*** Block opens ***
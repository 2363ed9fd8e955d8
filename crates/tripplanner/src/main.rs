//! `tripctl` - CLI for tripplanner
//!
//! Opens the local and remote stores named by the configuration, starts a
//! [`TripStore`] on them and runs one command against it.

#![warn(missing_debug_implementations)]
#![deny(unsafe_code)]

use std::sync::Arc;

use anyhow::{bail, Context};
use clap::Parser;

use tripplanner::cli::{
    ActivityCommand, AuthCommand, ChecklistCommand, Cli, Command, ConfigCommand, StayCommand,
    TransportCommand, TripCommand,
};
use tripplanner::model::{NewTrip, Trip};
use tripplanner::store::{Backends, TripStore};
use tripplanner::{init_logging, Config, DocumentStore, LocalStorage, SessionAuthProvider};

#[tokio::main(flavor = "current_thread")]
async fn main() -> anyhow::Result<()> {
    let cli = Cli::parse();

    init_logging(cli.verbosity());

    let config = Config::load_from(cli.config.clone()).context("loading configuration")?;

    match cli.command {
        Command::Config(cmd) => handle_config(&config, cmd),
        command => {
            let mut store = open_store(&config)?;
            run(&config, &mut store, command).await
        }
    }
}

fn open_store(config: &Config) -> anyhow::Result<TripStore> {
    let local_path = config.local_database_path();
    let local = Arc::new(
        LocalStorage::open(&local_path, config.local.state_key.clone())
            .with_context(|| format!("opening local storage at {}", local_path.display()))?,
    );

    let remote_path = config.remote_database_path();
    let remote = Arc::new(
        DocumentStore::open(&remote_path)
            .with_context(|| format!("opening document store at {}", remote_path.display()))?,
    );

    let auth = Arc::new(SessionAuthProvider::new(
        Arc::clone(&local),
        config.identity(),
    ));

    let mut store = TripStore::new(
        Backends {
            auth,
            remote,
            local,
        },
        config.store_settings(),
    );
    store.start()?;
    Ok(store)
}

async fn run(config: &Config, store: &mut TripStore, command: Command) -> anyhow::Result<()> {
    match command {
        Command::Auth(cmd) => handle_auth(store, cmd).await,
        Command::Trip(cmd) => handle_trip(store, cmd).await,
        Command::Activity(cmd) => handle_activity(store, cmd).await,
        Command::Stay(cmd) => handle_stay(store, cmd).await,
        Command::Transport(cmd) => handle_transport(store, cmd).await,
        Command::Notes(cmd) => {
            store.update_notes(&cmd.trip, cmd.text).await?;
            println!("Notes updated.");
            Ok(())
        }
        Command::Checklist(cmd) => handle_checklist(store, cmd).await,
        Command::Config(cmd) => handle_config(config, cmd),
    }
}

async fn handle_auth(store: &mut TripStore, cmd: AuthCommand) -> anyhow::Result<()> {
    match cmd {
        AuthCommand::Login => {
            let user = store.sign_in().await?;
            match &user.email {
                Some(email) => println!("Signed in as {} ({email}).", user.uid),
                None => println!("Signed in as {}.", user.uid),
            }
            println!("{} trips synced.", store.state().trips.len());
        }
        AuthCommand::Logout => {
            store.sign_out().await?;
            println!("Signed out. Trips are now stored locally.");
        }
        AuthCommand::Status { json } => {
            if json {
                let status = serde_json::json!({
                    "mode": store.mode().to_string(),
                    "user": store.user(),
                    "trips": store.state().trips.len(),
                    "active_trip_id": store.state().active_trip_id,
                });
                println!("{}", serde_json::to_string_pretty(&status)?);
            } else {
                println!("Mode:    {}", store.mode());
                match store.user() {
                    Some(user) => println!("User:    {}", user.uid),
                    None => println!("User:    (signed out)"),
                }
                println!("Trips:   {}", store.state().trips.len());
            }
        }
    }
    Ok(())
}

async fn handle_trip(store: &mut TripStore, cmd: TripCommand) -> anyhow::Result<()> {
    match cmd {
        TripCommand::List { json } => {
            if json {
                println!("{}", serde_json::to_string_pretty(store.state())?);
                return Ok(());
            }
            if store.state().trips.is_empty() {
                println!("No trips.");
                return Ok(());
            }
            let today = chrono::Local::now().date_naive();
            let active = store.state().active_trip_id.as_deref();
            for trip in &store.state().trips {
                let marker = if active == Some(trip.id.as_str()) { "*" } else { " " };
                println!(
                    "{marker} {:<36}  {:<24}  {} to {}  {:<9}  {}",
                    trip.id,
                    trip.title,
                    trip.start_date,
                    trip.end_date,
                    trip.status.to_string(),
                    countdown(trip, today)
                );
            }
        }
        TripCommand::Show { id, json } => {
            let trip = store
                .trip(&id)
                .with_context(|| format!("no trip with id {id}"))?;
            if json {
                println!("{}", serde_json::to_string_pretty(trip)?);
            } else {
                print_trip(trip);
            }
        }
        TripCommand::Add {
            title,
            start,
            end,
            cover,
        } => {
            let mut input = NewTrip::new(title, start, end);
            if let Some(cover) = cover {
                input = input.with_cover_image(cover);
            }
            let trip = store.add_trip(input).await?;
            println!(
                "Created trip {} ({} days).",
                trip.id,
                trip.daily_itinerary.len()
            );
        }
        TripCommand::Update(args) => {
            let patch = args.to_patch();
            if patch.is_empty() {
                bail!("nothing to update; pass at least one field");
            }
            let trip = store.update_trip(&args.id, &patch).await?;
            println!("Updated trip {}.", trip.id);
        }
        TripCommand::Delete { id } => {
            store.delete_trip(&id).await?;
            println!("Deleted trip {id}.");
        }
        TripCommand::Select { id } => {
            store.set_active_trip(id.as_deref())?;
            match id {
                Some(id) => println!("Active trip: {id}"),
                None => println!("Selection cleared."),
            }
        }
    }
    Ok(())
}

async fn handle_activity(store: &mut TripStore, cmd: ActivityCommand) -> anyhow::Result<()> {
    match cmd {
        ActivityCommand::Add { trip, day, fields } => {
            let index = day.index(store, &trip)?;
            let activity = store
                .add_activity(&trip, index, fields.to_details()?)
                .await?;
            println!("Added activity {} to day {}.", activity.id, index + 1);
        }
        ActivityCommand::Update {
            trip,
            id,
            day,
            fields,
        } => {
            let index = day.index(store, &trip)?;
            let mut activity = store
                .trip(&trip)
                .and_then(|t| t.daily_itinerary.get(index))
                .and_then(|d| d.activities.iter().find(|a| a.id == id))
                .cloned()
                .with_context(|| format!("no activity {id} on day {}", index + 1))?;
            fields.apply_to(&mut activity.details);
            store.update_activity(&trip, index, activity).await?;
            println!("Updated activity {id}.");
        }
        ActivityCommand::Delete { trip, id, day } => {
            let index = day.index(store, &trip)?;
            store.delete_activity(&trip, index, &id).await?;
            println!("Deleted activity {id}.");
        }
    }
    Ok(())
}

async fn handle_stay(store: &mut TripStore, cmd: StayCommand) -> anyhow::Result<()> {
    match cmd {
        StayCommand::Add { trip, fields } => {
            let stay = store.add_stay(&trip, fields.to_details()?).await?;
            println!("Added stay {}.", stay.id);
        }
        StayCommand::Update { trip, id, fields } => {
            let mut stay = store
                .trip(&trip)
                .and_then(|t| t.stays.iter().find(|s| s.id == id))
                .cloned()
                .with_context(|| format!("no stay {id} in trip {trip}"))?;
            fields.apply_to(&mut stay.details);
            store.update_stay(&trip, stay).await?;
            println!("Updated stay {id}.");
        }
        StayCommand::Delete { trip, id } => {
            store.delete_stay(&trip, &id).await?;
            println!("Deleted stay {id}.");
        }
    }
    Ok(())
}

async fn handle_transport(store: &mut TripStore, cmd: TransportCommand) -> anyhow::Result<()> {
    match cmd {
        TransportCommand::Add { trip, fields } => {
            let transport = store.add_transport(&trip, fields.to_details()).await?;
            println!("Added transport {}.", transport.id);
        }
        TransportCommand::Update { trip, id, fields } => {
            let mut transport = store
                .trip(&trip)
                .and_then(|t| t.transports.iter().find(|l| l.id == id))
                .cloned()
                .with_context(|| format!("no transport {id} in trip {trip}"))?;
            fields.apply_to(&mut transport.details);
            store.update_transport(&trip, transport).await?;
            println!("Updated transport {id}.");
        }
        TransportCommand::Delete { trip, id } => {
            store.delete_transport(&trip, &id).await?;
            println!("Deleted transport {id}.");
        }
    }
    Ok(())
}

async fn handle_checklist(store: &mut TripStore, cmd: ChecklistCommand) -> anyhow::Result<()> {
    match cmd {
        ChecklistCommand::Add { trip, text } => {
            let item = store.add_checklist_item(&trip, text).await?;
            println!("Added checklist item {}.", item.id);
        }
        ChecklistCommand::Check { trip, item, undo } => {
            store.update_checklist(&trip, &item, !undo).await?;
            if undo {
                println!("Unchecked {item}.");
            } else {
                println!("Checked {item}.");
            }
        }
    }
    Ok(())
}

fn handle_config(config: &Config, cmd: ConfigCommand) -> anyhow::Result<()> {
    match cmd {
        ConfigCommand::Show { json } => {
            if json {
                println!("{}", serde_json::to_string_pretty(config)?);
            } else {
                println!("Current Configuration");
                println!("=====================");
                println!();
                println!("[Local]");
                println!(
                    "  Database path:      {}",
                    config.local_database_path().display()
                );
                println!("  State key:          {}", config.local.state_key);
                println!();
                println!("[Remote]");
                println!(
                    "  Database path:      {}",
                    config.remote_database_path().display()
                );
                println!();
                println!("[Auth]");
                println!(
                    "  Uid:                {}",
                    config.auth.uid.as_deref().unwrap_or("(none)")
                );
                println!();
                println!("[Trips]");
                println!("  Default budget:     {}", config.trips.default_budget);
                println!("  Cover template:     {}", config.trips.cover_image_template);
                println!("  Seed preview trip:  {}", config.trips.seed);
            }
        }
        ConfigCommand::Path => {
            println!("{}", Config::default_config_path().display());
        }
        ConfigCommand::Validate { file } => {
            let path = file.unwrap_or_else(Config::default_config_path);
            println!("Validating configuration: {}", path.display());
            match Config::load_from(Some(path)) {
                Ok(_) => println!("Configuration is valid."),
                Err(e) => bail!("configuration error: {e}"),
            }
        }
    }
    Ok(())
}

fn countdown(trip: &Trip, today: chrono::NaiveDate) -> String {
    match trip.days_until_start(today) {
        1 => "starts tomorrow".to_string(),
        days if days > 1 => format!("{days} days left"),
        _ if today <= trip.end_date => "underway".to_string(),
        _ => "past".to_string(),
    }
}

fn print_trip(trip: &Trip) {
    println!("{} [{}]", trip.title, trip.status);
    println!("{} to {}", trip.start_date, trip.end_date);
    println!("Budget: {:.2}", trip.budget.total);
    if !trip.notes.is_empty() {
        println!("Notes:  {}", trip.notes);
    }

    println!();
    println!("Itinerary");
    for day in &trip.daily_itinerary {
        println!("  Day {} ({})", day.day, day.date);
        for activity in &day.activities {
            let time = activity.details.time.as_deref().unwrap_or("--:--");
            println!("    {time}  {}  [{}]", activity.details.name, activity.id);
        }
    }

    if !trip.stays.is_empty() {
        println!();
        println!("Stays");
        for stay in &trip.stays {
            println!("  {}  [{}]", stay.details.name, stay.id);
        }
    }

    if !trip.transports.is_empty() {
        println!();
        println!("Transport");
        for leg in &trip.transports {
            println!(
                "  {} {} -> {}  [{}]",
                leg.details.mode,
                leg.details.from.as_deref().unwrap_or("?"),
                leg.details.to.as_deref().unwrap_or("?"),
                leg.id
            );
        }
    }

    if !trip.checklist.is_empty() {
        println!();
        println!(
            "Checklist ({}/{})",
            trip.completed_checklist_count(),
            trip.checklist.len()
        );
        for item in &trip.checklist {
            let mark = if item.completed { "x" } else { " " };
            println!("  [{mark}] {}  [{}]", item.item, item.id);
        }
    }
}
*** Block closes ***
Working from the entries above, return all lines that contain "tripplanner".

filename crates/tripplanner/src/main.rs
//! `tripctl` - CLI for tripplanner
use tripplanner::cli::{
use tripplanner::model::{NewTrip, Trip};
use tripplanner::store::{Backends, TripStore};
use tripplanner::{init_logging, Config, DocumentStore, LocalStorage, SessionAuthProvider};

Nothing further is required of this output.